§ WHAT YOU ARE ASKED TO DO
Gather all lines with "format" from the records.

- Opening Delimiter -

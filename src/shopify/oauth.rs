use std::sync::LazyLock;

use regex::Regex;
use reqwest::{Client, Url};
use serde_json::{json, Value};
use tracing::info;

use crate::config::Settings;
use crate::db::Database;
use crate::errors::SeoError;

static SHOP_DOMAIN: LazyLock<Regex> = LazyLock::new(|| {
    Regex::new(r"^[A-Za-z0-9](?:[A-Za-z0-9-]*[A-Za-z0-9])?(?:\.[A-Za-z0-9](?:[A-Za-z0-9-]*[A-Za-z0-9])?)*(?::\d{1,5})?$")
        .expect("shop domain regex must compile - this is a bug")
});

/// Reject anything that is not a bare host name before it is spliced into
/// a request URL.
pub fn validate_shop(shop: &str) -> Result<(), SeoError> {
    if shop.trim().is_empty() {
        return Err(SeoError::InvalidShop("Missing 'shop' parameter".into()));
    }
    if !SHOP_DOMAIN.is_match(shop) {
        return Err(SeoError::InvalidShop(format!("'{}' is not a valid shop domain", shop)));
    }
    Ok(())
}

/// URL the merchant is sent to in order to approve the app.
pub fn install_url(settings: &Settings, shop: &str) -> Result<String, SeoError> {
    validate_shop(shop)?;

    let authorize = format!("{}/admin/oauth/authorize", settings.shop_origin(shop));
    let redirect_uri = format!("{}/auth/callback", settings.app_url);
    let url = Url::parse_with_params(
        &authorize,
        &[
            ("client_id", settings.shopify_api_key.as_str()),
            ("scope", settings.scopes.as_str()),
            ("redirect_uri", redirect_uri.as_str()),
        ],
    )
    .map_err(|e| SeoError::InvalidShop(format!("Cannot build install URL for '{}': {}", shop, e)))?;

    Ok(url.into())
}

/// Trade the authorization code from the OAuth callback for a permanent
/// access token and store it.
pub async fn exchange_code_for_token(
    http: &Client,
    settings: &Settings,
    db: &Database,
    shop: &str,
    code: &str,
) -> Result<String, SeoError> {
    validate_shop(shop)?;
    if code.is_empty() {
        return Err(SeoError::Authentication("Missing 'code' parameter".into()));
    }

    let token_url = format!("{}/admin/oauth/access_token", settings.shop_origin(shop));
    let resp = http
        .post(&token_url)
        .json(&json!({
            "client_id": settings.shopify_api_key,
            "client_secret": settings.shopify_api_secret,
            "code": code,
        }))
        .send()
        .await?;

    let status = resp.status();
    let data: Value = resp.json().await.unwrap_or(Value::Null);

    let access_token = data["access_token"].as_str().filter(|t| !t.is_empty());
    let Some(access_token) = access_token else {
        return Err(SeoError::Authentication(format!(
            "Failed to get access token (HTTP {}): {}",
            status.as_u16(),
            data
        )));
    };

    db.save_token(shop, access_token)?;
    info!(shop, "Stored access token for shop");
    Ok(access_token.to_string())
}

- Closing Delimiter -

§ SOLUTION FOR THIS PROBLEM
        return Err(SeoError::InvalidShop(format!("'{}' is not a valid shop domain", shop)));
    let authorize = format!("{}/admin/oauth/authorize", settings.shop_origin(shop));
    let redirect_uri = format!("{}/auth/callback", settings.app_url);
    .map_err(|e| SeoError::InvalidShop(format!("Cannot build install URL for '{}': {}", shop, e)))?;
    let token_url = format!("{}/admin/oauth/access_token", settings.shop_origin(shop));
        return Err(SeoError::Authentication(format!(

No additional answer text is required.